Work order: Every record must be restated exactly as written.

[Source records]
......
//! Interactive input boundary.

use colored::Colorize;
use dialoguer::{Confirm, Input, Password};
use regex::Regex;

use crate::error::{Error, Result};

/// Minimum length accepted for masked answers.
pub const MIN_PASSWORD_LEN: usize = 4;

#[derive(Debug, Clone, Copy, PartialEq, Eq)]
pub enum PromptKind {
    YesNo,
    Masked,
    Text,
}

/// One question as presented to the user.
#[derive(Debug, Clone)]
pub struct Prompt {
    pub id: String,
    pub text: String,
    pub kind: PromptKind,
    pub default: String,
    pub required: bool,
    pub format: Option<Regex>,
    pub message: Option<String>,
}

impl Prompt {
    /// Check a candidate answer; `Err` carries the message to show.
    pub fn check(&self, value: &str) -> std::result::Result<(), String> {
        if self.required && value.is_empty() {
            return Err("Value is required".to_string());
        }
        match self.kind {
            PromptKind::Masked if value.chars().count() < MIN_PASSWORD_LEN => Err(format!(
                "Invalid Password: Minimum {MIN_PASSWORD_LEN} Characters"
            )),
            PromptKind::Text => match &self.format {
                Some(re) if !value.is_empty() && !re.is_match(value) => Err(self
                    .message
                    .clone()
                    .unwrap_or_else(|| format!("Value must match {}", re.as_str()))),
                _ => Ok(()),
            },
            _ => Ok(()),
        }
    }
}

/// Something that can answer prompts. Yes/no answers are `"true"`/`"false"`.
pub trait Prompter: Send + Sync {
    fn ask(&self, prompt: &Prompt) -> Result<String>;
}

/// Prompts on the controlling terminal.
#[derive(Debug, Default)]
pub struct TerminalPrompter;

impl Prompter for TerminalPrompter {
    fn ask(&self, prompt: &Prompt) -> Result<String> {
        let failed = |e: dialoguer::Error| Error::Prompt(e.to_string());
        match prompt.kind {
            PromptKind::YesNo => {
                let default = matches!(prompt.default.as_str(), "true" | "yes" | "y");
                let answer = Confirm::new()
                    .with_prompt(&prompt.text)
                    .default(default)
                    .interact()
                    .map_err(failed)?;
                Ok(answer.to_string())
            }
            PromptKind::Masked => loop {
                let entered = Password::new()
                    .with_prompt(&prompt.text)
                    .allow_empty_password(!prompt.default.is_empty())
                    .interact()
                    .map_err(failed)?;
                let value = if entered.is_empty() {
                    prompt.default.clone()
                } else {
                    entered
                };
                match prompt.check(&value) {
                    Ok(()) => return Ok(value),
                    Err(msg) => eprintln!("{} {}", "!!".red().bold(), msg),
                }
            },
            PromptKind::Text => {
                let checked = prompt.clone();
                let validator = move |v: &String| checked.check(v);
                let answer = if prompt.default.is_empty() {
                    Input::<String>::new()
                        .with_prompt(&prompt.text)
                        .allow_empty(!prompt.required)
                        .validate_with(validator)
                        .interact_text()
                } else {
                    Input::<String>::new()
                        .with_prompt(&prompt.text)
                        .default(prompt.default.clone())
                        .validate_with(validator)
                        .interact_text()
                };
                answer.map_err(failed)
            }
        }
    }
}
......
Your solution:
//! Interactive input boundary.

use colored::Colorize;
use dialoguer::{Confirm, Input, Password};
use regex::Regex;

use crate::error::{Error, Result};

/// Minimum length accepted for masked answers.
pub const MIN_PASSWORD_LEN: usize = 4;

#[derive(Debug, Clone, Copy, PartialEq, Eq)]
pub enum PromptKind {
    YesNo,
    Masked,
    Text,
}

/// One question as presented to the user.
#[derive(Debug, Clone)]
pub struct Prompt {
    pub id: String,
    pub text: String,
    pub kind: PromptKind,
    pub default: String,
    pub required: bool,
    pub format: Option<Regex>,
    pub message: Option<String>,
}

impl Prompt {
    /// Check a candidate answer; `Err` carries the message to show.
    pub fn check(&self, value: &str) -> std::result::Result<(), String> {
        if self.required && value.is_empty() {
            return Err("Value is required".to_string());
        }
        match self.kind {
            PromptKind::Masked if value.chars().count() < MIN_PASSWORD_LEN => Err(format!(
                "Invalid Password: Minimum {MIN_PASSWORD_LEN} Characters"
            )),
            PromptKind::Text => match &self.format {
                Some(re) if !value.is_empty() && !re.is_match(value) => Err(self
                    .message
                    .clone()
                    .unwrap_or_else(|| format!("Value must match {}", re.as_str()))),
                _ => Ok(()),
            },
            _ => Ok(()),
        }
    }
}

/// Something that can answer prompts. Yes/no answers are `"true"`/`"false"`.
pub trait Prompter: Send + Sync {
    fn ask(&self, prompt: &Prompt) -> Result<String>;
}

/// Prompts on the controlling terminal.
#[derive(Debug, Default)]
pub struct TerminalPrompter;

impl Prompter for TerminalPrompter {
    fn ask(&self, prompt: &Prompt) -> Result<String> {
        let failed = |e: dialoguer::Error| Error::Prompt(e.to_string());
        match prompt.kind {
            PromptKind::YesNo => {
                let default = matches!(prompt.default.as_str(), "true" | "yes" | "y");
                let answer = Confirm::new()
                    .with_prompt(&prompt.text)
                    .default(default)
                    .interact()
                    .map_err(failed)?;
                Ok(answer.to_string())
            }
            PromptKind::Masked => loop {
                let entered = Password::new()
                    .with_prompt(&prompt.text)
                    .allow_empty_password(!prompt.default.is_empty())
                    .interact()
                    .map_err(failed)?;
                let value = if entered.is_empty() {
                    prompt.default.clone()
                } else {
                    entered
                };
                match prompt.check(&value) {
                    Ok(()) => return Ok(value),
                    Err(msg) => eprintln!("{} {}", "!!".red().bold(), msg),
                }
            },
            PromptKind::Text => {
                let checked = prompt.clone();
                let validator = move |v: &String| checked.check(v);
                let answer = if prompt.default.is_empty() {
                    Input::<String>::new()
                        .with_prompt(&prompt.text)
                        .allow_empty(!prompt.required)
                        .validate_with(validator)
                        .interact_text()
                } else {
                    Input::<String>::new()
                        .with_prompt(&prompt.text)
                        .default(prompt.default.clone())
                        .validate_with(validator)
                        .interact_text()
                };
                answer.map_err(failed)
            }
        }
    }
}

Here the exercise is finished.